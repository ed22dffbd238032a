// ============================================================================
// Structured source emission
// ============================================================================

/// Indentation unit of the emitted dialect.
pub const INDENT: &str = "    ";

/// Line-oriented builder for indentation-sensitive source text.
///
/// Lines are stored without their indentation; the prefix is applied when
/// the line is pushed, from the builder's current level.
#[derive(Debug, Clone, Default)]
pub struct SourceBuilder {
    lines: Vec<String>,
    level: usize,
}

impl SourceBuilder {
    pub fn new() -> Self {
        Self::default()
    }

    /// Start at a given indentation level (function bodies start at 1).
    pub fn at_level(level: usize) -> Self {
        Self {
            lines: Vec::new(),
            level,
        }
    }

    /// Push one line at the current indentation.
    pub fn line(&mut self, text: impl AsRef<str>) -> &mut Self {
        let line = format!("{}{}", INDENT.repeat(self.level), text.as_ref());
        self.lines.push(line);
        self
    }

    /// Push an empty line (never indented).
    pub fn blank(&mut self) -> &mut Self {
        self.lines.push(String::new());
        self
    }

    /// Push a pre-rendered fragment verbatim, one entry per line.
    pub fn raw(&mut self, fragment: &str) -> &mut Self {
        self.lines.extend(fragment.split('\n').map(str::to_string));
        self
    }

    /// Run `body` one level deeper.
    pub fn indented<F>(&mut self, body: F) -> &mut Self
    where
        F: FnOnce(&mut Self),
    {
        self.level += 1;
        body(self);
        self.level -= 1;
        self
    }

    /// Append another builder's lines as they are.
    pub fn append(&mut self, other: SourceBuilder) -> &mut Self {
        self.lines.extend(other.lines);
        self
    }

    /// Push `items` separated by one blank line each.
    pub fn separated<I, F>(&mut self, items: I, mut emit: F) -> &mut Self
    where
        I: IntoIterator,
        F: FnMut(&mut Self, I::Item),
    {
        for (i, item) in items.into_iter().enumerate() {
            if i > 0 {
                self.blank();
            }
            emit(self, item);
        }
        self
    }

    pub fn is_empty(&self) -> bool {
        self.lines.is_empty()
    }

    pub fn lines(&self) -> &[String] {
        &self.lines
    }

    /// Join lines with `\n`, without a trailing newline.
    pub fn finish(self) -> String {
        self.lines.join("\n")
    }
}
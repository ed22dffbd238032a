pub mod base_page;
pub mod composer;
pub mod page_object;
pub mod source_builder;
pub mod step_code;
pub mod test_body;
pub mod walker;
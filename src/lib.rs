//! Code generation for recorded browser scenarios.
//!
//! A recorder captures a tree of steps (clicks, typing, assertions,
//! conditionals). This crate turns it into a pytest/selenium page object,
//! a test function, and the support library both rely on.

pub mod cli;
pub mod codegen;
pub mod error;
pub mod model;
pub mod naming;

pub use codegen::composer::{GeneratedSections, NO_ACTIVE_TEST_CASE, generate_full_code, generate_sections};
pub use error::CodegenError;
pub use model::request_model::{GenerationOptions, GenerationRequest, StateData, TestCase};
pub use model::step_model::Step;
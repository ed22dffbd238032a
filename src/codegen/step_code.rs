use tracing::debug;

use crate::codegen::test_body::python_string;
use crate::model::step_model::{BooleanCheck, KIND_GET_TEXT, Step, StepCode};
use crate::naming::element_name::derive_element_name;

// ============================================================================
// Server-side rendering of step code
// ============================================================================
//
// The recorder normally ships `code.methodDefinition` / `code.methodCall`
// with each step. Older recordings, and steps imported from elsewhere, may
// not carry them; these functions produce the same fragments from the
// step's kind, element and variable bindings.

/// Code fragments rendered for one step.
#[derive(Debug, Clone, PartialEq)]
pub struct RenderedCode {
    pub code: StepCode,
    /// Set for assertions that can also serve as an `if` condition
    pub boolean_check: Option<BooleanCheck>,
}

/// Assertion subtypes that have a boolean form, with that form's method.
const BOOLEAN_ASSERTS: [(&str, &str, &str, &str); 6] = [
    ("assertVisible", "is_visible_with_healing", "", "Element is not visible"),
    ("assertNotVisible", "is_not_visible_with_healing", "", "Element is visible"),
    ("assertIsClickable", "is_clickable_with_healing", "", "Element is not clickable"),
    ("assertIsNotClickable", "is_clickable_with_healing", "not ", "Element is clickable"),
    ("assertIsEnabled", "is_enabled_with_healing", "", "Element is disabled"),
    ("assertIsDisabled", "is_enabled_with_healing", "not ", "Element is enabled"),
];

/// Render the method definition and call for a step.
///
/// Returns `None` for conditionals and for kinds with no known body.
pub fn render_step_code(step: &Step) -> Option<RenderedCode> {
    if step.is_conditional() {
        return None;
    }

    let element = derive_element_name(step.data.as_ref());
    let locators = format!("self.{}_locators", element);
    let label = step.sub_type.as_deref().unwrap_or(step.kind());

    // `variableForValue` wins over `variableName` for the call argument. A
    // text read assigns to its `variableName` instead of taking it.
    let call_arg = step.value_reference().or_else(|| {
        step.variable_name
            .clone()
            .filter(|n| !n.is_empty() && step.kind() != KIND_GET_TEXT)
    });
    let param = call_arg.as_ref().map(|a| a.to_lowercase());

    let mut method_name = format!("{}_{}", label, element);
    let mut boolean_check = None;

    let body = match step.kind() {
        "click" => format!("self.do_click_with_healing({})", locators),
        "right_click" => format!("self.do_right_click_with_healing({})", locators),
        "hover" => format!("self.do_hover_with_healing({})", locators),
        "double_click" => format!("self.do_double_click_with_healing({})", locators),
        "input" => {
            let value = param.clone().unwrap_or_else(|| data_literal(step, |d| d.value.as_deref()));
            format!("self.do_clear_and_send_keys_with_healing({}, {})", locators, value)
        }
        "select" => format!(
            "self.select_option_by_visible_text({}, {})",
            locators,
            data_literal(step, |d| d.selected_text.as_deref())
        ),
        KIND_GET_TEXT => {
            method_name = format!("get_text_from_{}", element);
            format!("return self.get_text_with_healing({})", locators)
        }
        "switch_to_iframe" => format!("self.switch_to_iframe({})", locators),
        "switch_to_default_content" => {
            method_name = "switch_to_default_content".to_string();
            "self.switch_to_default_content()".to_string()
        }
        "wait" => {
            let wait_method = match step.sub_type.as_deref() {
                Some("waitVisible") => "wait_for_element_visible",
                Some("waitInvisible") => "wait_for_element_invisible",
                Some("waitClickable") => "wait_for_element_to_be_clickable",
                _ => return None,
            };
            format!("self.{}({})", wait_method, locators)
        }
        "assert" => {
            let sub_type = step.sub_type.as_deref().unwrap_or("");
            if let Some((_, check_method, negation, message)) =
                BOOLEAN_ASSERTS.iter().find(|(s, ..)| *s == sub_type)
            {
                boolean_check = Some(BooleanCheck {
                    method_name: format!("{}{}", negation, check_method),
                    locator_var_name: locators.clone(),
                });
                format!(
                    "assert {}self.{}({}), {}",
                    negation,
                    check_method,
                    locators,
                    python_string(message)
                )
            } else {
                assert_body(step, sub_type, &locators, param.as_deref())?
            }
        }
        _ => return None,
    };

    let signature = match &param {
        Some(p) => format!("(self, {})", p),
        None => "(self)".to_string(),
    };
    let call_args = match &call_arg {
        Some(a) => format!("({})", a),
        None => "()".to_string(),
    };

    let title = step_title(step, label, &element, param.as_deref());
    let method_definition = format!(
        "    @allure.step({})\n    def {}{}:\n        {}",
        python_string(&title),
        method_name,
        signature,
        body
    );

    let mut method_call = format!("page.{}{}", method_name, call_args);
    if step.kind() == KIND_GET_TEXT {
        if let Some(var) = step.variable_name.as_deref().filter(|v| !v.is_empty()) {
            method_call = format!("{} = {}", var, method_call);
        }
    }

    Some(RenderedCode {
        code: StepCode {
            method_definition: Some(method_definition),
            method_call: Some(method_call),
        },
        boolean_check,
    })
}

fn assert_body(step: &Step, sub_type: &str, locators: &str, param: Option<&str>) -> Option<String> {
    let expected = |text: Option<&String>| -> String {
        param
            .map(str::to_string)
            .unwrap_or_else(|| python_string(text.map(String::as_str).unwrap_or("")))
    };

    let body = match sub_type {
        "assertTextEquals" => format!(
            "assert self.get_text_with_healing({}) == {}",
            locators,
            expected(step.expected_text.as_ref())
        ),
        "assertValueEquals" => format!(
            "assert self.get_attribute_with_healing({}, \"value\") == {}",
            locators,
            expected(step.expected_value.as_ref())
        ),
        "assertHasCssClass" => format!(
            "assert {} in self.get_attribute_with_healing({}, \"class\")",
            python_string(step.expected_css_class.as_deref().unwrap_or("")),
            locators
        ),
        "assertAttribute" => format!(
            "assert self.get_attribute_with_healing({}, {}) == {}",
            locators,
            python_string(step.expected_attribute_name.as_deref().unwrap_or("")),
            python_string(step.expected_attribute_value.as_deref().unwrap_or(""))
        ),
        _ => return None,
    };
    Some(body)
}

fn data_literal<F>(step: &Step, field: F) -> String
where
    F: Fn(&crate::model::step_model::ElementData) -> Option<&str>,
{
    python_string(step.data.as_ref().and_then(field).unwrap_or(""))
}

/// Allure title: the recorded one with its first quoted value replaced by
/// `{param}` when the step is parameterized, else `<kind> <element>`.
fn step_title(step: &Step, label: &str, element: &str, param: Option<&str>) -> String {
    let title = step
        .allure_step
        .clone()
        .filter(|t| !t.is_empty())
        .unwrap_or_else(|| format!("{} {}", label, element));

    match param {
        Some(p) => replace_first_quoted(&title, &format!("{{{}}}", p)),
        None => title,
    }
}

fn replace_first_quoted(text: &str, replacement: &str) -> String {
    let Some(start) = text.find('\'') else {
        return text.to_string();
    };
    let Some(len) = text[start + 1..].find('\'') else {
        return text.to_string();
    };
    let end = start + 1 + len + 1;
    format!("{}{}{}", &text[..start], replacement, &text[end..])
}

// ============================================================================
// Tree fill
// ============================================================================

/// Copy a step tree, rendering code for every step that has none.
///
/// Steps that already carry code are copied unchanged. A rendered boolean
/// check only fills an absent one.
pub fn fill_missing_code(steps: &[Step]) -> Vec<Step> {
    steps.iter().map(fill_step).collect()
}

fn fill_step(step: &Step) -> Step {
    let mut out = step.clone();

    if step.is_conditional() {
        out.condition = step.condition.as_deref().map(|c| Box::new(fill_step(c)));
        out.then_steps = fill_missing_code(&step.then_steps);
        out.else_steps = fill_missing_code(&step.else_steps);
        return out;
    }

    if step.lacks_code() {
        if let Some(rendered) = render_step_code(step) {
            debug!(kind = step.kind(), "rendered missing step code");
            out.code = Some(rendered.code);
            if out.boolean_check.is_none() {
                out.boolean_check = rendered.boolean_check;
            }
        }
    }

    out
}
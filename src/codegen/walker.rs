use std::collections::HashSet;

use tracing::debug;

use crate::codegen::source_builder::SourceBuilder;
use crate::model::request_model::TestCase;
use crate::model::step_model::Step;
use crate::naming::element_name::derive_element_name;

// ============================================================================
// Locator declarations
// ============================================================================

/// Fallback-ordered locator list for one named element.
#[derive(Debug, Clone, PartialEq, Eq)]
pub struct LocatorBlock {
    pub element_name: String,
    pub expressions: Vec<String>,
}

impl LocatorBlock {
    /// Attribute name on the page object: `<element>_locators`.
    pub fn var_name(&self) -> String {
        format!("{}_locators", self.element_name)
    }

    /// Emit the declaration as a class attribute (one level in).
    pub fn emit(&self, b: &mut SourceBuilder) {
        b.line(format!("{} = [", self.var_name()));
        b.indented(|b| {
            let last = self.expressions.len().saturating_sub(1);
            for (i, expr) in self.expressions.iter().enumerate() {
                if i < last {
                    b.line(format!("{},", expr));
                } else {
                    b.line(expr);
                }
            }
        });
        b.line("]");
    }
}

// ============================================================================
// Step-tree walker
// ============================================================================

/// Accumulates locator blocks and method definitions over one or more step
/// trees. Locators are unique by element name; methods are kept raw, in
/// visiting order, and deduplicated on read.
#[derive(Debug, Clone, Default)]
pub struct PomCollector {
    locators: Vec<LocatorBlock>,
    seen_names: HashSet<String>,
    methods: Vec<String>,
}

impl PomCollector {
    pub fn new() -> Self {
        Self::default()
    }

    /// Visit an ordered step sequence.
    ///
    /// A conditional contributes its condition first, then the `then`
    /// branch, then the `else` branch.
    pub fn walk(&mut self, steps: &[Step]) {
        for step in steps {
            if step.is_conditional() {
                if let Some(condition) = step.condition.as_deref() {
                    self.walk(std::slice::from_ref(condition));
                }
                self.walk(&step.then_steps);
                self.walk(&step.else_steps);
            } else {
                self.visit(step);
            }
        }
    }

    /// Walk every scenario's recorded steps, in order.
    pub fn walk_cases<'a, I>(&mut self, cases: I)
    where
        I: IntoIterator<Item = &'a TestCase>,
    {
        for case in cases {
            self.walk(&case.recorded_steps);
        }
    }

    fn visit(&mut self, step: &Step) {
        let element_name = derive_element_name(step.data.as_ref());

        if !step.locators.is_empty() && !self.seen_names.contains(&element_name) {
            debug!(element = %element_name, count = step.locators.len(), "collected locator block");
            self.seen_names.insert(element_name.clone());
            self.locators.push(LocatorBlock {
                element_name,
                expressions: step.locators.clone(),
            });
        }

        if let Some(definition) = step.method_definition() {
            self.methods.push(definition.to_string());
        }
    }

    pub fn locators(&self) -> &[LocatorBlock] {
        &self.locators
    }

    /// Every collected definition, duplicates included.
    pub fn methods(&self) -> &[String] {
        &self.methods
    }

    /// Definitions unique by exact text, first occurrence wins.
    pub fn unique_methods(&self) -> Vec<&str> {
        let mut seen = HashSet::new();
        self.methods
            .iter()
            .map(String::as_str)
            .filter(|m| seen.insert(*m))
            .collect()
    }
}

What is expected: Print the line containing "ordered step sequence.", then every line after it through the last line of the records, each exactly as written; nothing else belongs in the answer.

Exercise result:
    /// Visit an ordered step sequence.
    ///
    /// A conditional contributes its condition first, then the `then`
    /// branch, then the `else` branch.
    pub fn walk(&mut self, steps: &[Step]) {
        for step in steps {
            if step.is_conditional() {
                if let Some(condition) = step.condition.as_deref() {
                    self.walk(std::slice::from_ref(condition));
                }
                self.walk(&step.then_steps);
                self.walk(&step.else_steps);
            } else {
                self.visit(step);
            }
        }
    }

    /// Walk every scenario's recorded steps, in order.
    pub fn walk_cases<'a, I>(&mut self, cases: I)
    where
        I: IntoIterator<Item = &'a TestCase>,
    {
        for case in cases {
            self.walk(&case.recorded_steps);
        }
    }

    fn visit(&mut self, step: &Step) {
        let element_name = derive_element_name(step.data.as_ref());

        if !step.locators.is_empty() && !self.seen_names.contains(&element_name) {
            debug!(element = %element_name, count = step.locators.len(), "collected locator block");
            self.seen_names.insert(element_name.clone());
            self.locators.push(LocatorBlock {
                element_name,
                expressions: step.locators.clone(),
            });
        }

        if let Some(definition) = step.method_definition() {
            self.methods.push(definition.to_string());
        }
    }

    pub fn locators(&self) -> &[LocatorBlock] {
        &self.locators
    }

    /// Every collected definition, duplicates included.
    pub fn methods(&self) -> &[String] {
        &self.methods
    }

    /// Definitions unique by exact text, first occurrence wins.
    pub fn unique_methods(&self) -> Vec<&str> {
        let mut seen = HashSet::new();
        self.methods
            .iter()
            .map(String::as_str)
            .filter(|m| seen.insert(*m))
            .collect()
    }
}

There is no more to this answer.